Sagan is the author of Moving Targets: Nuclear Strategy and National Security (Princeton University Press, 1989); The Limits of Safety: Organizations, Accidents, and Nuclear Weapons (Princeton University Press, 1993); and, with co-author Kenneth N. Waltz, The Spread of Nuclear Weapons: An Enduring Debate (W.W. Norton, 2012). He is the co-editor of Insider Threats (Cornell University Press, 2017) with Matthew Bunn; and co-editor of The Fragile Balance of Terror (Cornell University Press, 2022) with Vipin Narang. Sagan was also the guest editor of a two-volume special issue of DaedalusEthics, Technology, and War (Fall 2016) and The Changing Rules of War (Winter 2017).

Recent publications include “Creeds and Contestation: How US Nuclear and Legal Doctrine Influence Each Other,” with Janina Dill, in a special issue of Security Studies (December 2025); “Kettles of Hawks: Public Opinion on the Nuclear Taboo and Noncombatant Immunity in the United States, United Kingdom, France, and Israel”, with Janina Dill and Benjamin A. Valentino in Security Studies (February 2022); “The Rule of Law and the Role of Strategy in U.S. Nuclear Doctrine” with Allen S. Weiner in International Security (Spring 2021); “Does the Noncombatant Immunity Norm Have Stopping Power?” with Benjamin A. Valentino in International Security (Fall 2020); and “Just War and Unjust Soldiers: American Public Opinion on the Moral Equality of Combatants” and “On Reciprocity, Revenge, and Replication: A Rejoinder to Walzer, McMahan, and Keohane” with Benjamin A. Valentino in Ethics & International Affairs (Winter 2019).

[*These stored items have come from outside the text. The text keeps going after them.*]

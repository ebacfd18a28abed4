use core::time::Duration;
use std::time::{Instant, SystemTime, UNIX_EPOCH};

use crate::{CUSTOM_EPOCH, Error, Result, TimeSource};

/// A monotonic time source that returns elapsed time since construction,
/// offset from a chosen epoch.
///
/// The wall clock is read exactly once, when the clock is built, to compute
/// the distance to the epoch. Every later reading comes from [`Instant`], so
/// NTP steps or manual clock changes can never move timestamps backward.
///
/// Clones share the same origin and therefore agree on the current time.
#[derive(Clone, Copy, Debug)]
pub struct MonotonicClock {
    start: Instant,
    epoch_offset: u64,
}

impl MonotonicClock {
    /// Builds a clock aligned to [`CUSTOM_EPOCH`].
    ///
    /// # Errors
    ///
    /// Returns [`Error::ClockBeforeEpoch`] if the system clock reads earlier
    /// than the epoch.
    pub fn new() -> Result<Self> {
        Self::with_epoch(CUSTOM_EPOCH)
    }

    /// Builds a clock whose zero point is `epoch`, given as a [`Duration`]
    /// since 1970-01-01 UTC.
    ///
    /// # Errors
    ///
    /// Returns [`Error::ClockBeforeEpoch`] if the system clock reads earlier
    /// than `epoch`.
    pub fn with_epoch(epoch: Duration) -> Result<Self> {
        let start = Instant::now();
        let offset = SystemTime::now()
            .duration_since(UNIX_EPOCH)
            .ok()
            .and_then(|now| now.checked_sub(epoch))
            .ok_or(Error::ClockBeforeEpoch)?;

        Ok(Self {
            start,
            epoch_offset: u64::try_from(offset.as_millis()).unwrap_or(u64::MAX),
        })
    }
}

impl TimeSource for MonotonicClock {
    fn current_millis(&self) -> u64 {
        let elapsed = u64::try_from(self.start.elapsed().as_millis()).unwrap_or(u64::MAX);
        self.epoch_offset.saturating_add(elapsed)
    }
}

#[cfg(test)]
mod tests {
    use super::*;

    #[test]
    fn never_goes_backward() {
        let clock = MonotonicClock::new().unwrap();
        let mut last = clock.current_millis();
        for _ in 0..10_000 {
            let now = clock.current_millis();
            assert!(now >= last);
            last = now;
        }
    }

    #[test]
    fn advances_with_real_time() {
        let clock = MonotonicClock::new().unwrap();
        let before = clock.current_millis();
        std::thread::sleep(Duration::from_millis(5));
        assert!(clock.current_millis() >= before + 5);
    }

    #[test]
    fn rejects_future_epoch() {
        let future = SystemTime::now()
            .duration_since(UNIX_EPOCH)
            .unwrap()
            .saturating_add(Duration::from_secs(3600));
        assert_eq!(
            MonotonicClock::with_epoch(future).unwrap_err(),
            Error::ClockBeforeEpoch
        );
    }
}
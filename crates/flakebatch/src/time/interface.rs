use core::time::Duration;

/// Custom epoch: Wednesday, January 1, 2025 00:00:00 UTC
pub const CUSTOM_EPOCH: Duration = Duration::from_millis(1_735_689_600_000);

/// Twitter epoch: Thursday, November 4, 2010 1:42:54.657 UTC
pub const TWITTER_EPOCH: Duration = Duration::from_millis(1_288_834_974_657);

/// A source of millisecond timestamps relative to some origin.
///
/// Generators only ever compare successive readings, so a mocked source in
/// tests can return any sequence of values.
///
/// ```
/// use flakebatch::TimeSource;
///
/// struct FixedTime;
/// impl TimeSource for FixedTime {
///     fn current_millis(&self) -> u64 {
///         1234
///     }
/// }
///
/// assert_eq!(FixedTime.current_millis(), 1234);
/// ```
pub trait TimeSource {
    /// Returns the current time in milliseconds since the configured epoch.
    fn current_millis(&self) -> u64;
}

impl<T: TimeSource + ?Sized> TimeSource for &T {
    fn current_millis(&self) -> u64 {
        (**self).current_millis()
    }
}
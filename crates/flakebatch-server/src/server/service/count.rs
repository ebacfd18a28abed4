//! Validation of the `count` query parameter.
//!
//! - absent or empty: defaults to [`DEFAULT_COUNT`]
//! - otherwise it must parse as a base-10 `i64` and fall in `0..=max_count`
//!
//! `count=0` is valid and yields an empty batch. A leading `+` is accepted
//! (that is what `i64::from_str` accepts); whitespace and values that
//! overflow `i64` are rejected. If `count` appears more than once, the first
//! occurrence wins.

use super::AppState;
use crate::server::error::Error;
use axum::{extract::FromRequestParts, extract::Query, http::request::Parts};

/// Batch size used when the request does not specify one.
pub const DEFAULT_COUNT: usize = 1;

const COUNT_PARAM: &str = "count";

/// Resolves a raw `count` value against `max_count`.
///
/// # Errors
///
/// Returns [`Error::InvalidCount`] if the value is not an integer in
/// `0..=max_count`.
pub fn parse_count(raw: Option<&str>, max_count: usize) -> Result<usize, Error> {
    let Some(raw) = raw.filter(|raw| !raw.is_empty()) else {
        return Ok(DEFAULT_COUNT);
    };

    raw.parse::<i64>()
        .ok()
        .and_then(|count| usize::try_from(count).ok())
        .filter(|&count| count <= max_count)
        .ok_or(Error::InvalidCount { max_count })
}

/// Extractor for a validated batch size.
///
/// Rejects with [`Error::InvalidCount`] (400) before the handler runs, so no
/// identifier is generated for an invalid request.
#[derive(Debug, Clone, Copy, PartialEq, Eq)]
pub struct BatchSize(pub usize);

impl BatchSize {
    pub const fn get(self) -> usize {
        self.0
    }
}

impl FromRequestParts<AppState> for BatchSize {
    type Rejection = Error;

    async fn from_request_parts(
        parts: &mut Parts,
        state: &AppState,
    ) -> Result<Self, Self::Rejection> {
        let max_count = state.max_count();

        // A query string that cannot be decoded at all is as invalid as a bad
        // `count` value.
        let Query(pairs) = Query::<Vec<(String, String)>>::try_from_uri(&parts.uri)
            .map_err(|_| Error::InvalidCount { max_count })?;

        let raw = pairs
            .iter()
            .find(|(key, _)| key == COUNT_PARAM)
            .map(|(_, value)| value.as_str());

        parse_count(raw, max_count).map(Self)
    }
}

#[cfg(test)]
mod tests {
    use super::*;

    const MAX: usize = 1000;

    fn is_invalid(raw: &str) -> bool {
        matches!(
            parse_count(Some(raw), MAX),
            Err(Error::InvalidCount { max_count: MAX })
        )
    }

    #[test]
    fn defaults_when_absent_or_empty() {
        assert_eq!(parse_count(None, MAX).unwrap(), DEFAULT_COUNT);
        assert_eq!(parse_count(Some(""), MAX).unwrap(), DEFAULT_COUNT);
    }

    #[test]
    fn accepts_inclusive_bounds() {
        assert_eq!(parse_count(Some("0"), MAX).unwrap(), 0);
        assert_eq!(parse_count(Some("1"), MAX).unwrap(), 1);
        assert_eq!(parse_count(Some("1000"), MAX).unwrap(), 1000);
        assert_eq!(parse_count(Some("+7"), MAX).unwrap(), 7);
        assert_eq!(parse_count(Some("-0"), MAX).unwrap(), 0);
    }

    #[test]
    fn rejects_out_of_range() {
        assert!(is_invalid("1001"));
        assert!(is_invalid("-1"));
        assert!(is_invalid("9223372036854775807"));
    }

    #[test]
    fn rejects_non_integers() {
        assert!(is_invalid("abc"));
        assert!(is_invalid("1.5"));
        assert!(is_invalid(" 5"));
        assert!(is_invalid("5 "));
        assert!(is_invalid("0x10"));
        assert!(is_invalid("99999999999999999999"));
    }

    #[test]
    fn respects_configured_limit() {
        assert_eq!(parse_count(Some("5"), 5).unwrap(), 5);
        assert!(matches!(
            parse_count(Some("6"), 5),
            Err(Error::InvalidCount { max_count: 5 })
        ));
    }
}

In 2022, Sagan was awarded Thérèse Delpech Memorial Award from the Carnegie Endowment for International Peace at their International Nuclear Policy Conference. In 2017, he received the International Studies Association’s Susan Strange Award which recognizes the scholar whose “singular intellect, assertiveness, and insight most challenge conventional wisdom and intellectual and organizational complacency" in the international studies community. Sagan was also the recipient of the National Academy of Sciences William and Katherine Estes Award in 2015, for his work addressing the risks of nuclear weapons and the causes of nuclear proliferation. The award, which is granted triennially, recognizes “research in any field of cognitive or behavioral science that advances understanding of issues relating to the risk of nuclear war.” In 2013, Sagan received the International Studies Association's International Security Studies Section Distinguished Scholar Award. He has also won four teaching awards: Stanford’s 1998-99 Dean’s Award for Distinguished Teaching; Stanford's 1996 Hoagland Prize for Undergraduate Teaching; the International Studies Association’s 2008 Innovative Teaching Award; and the Monterey Institute for International Studies’ Nonproliferation Education Award in 2009.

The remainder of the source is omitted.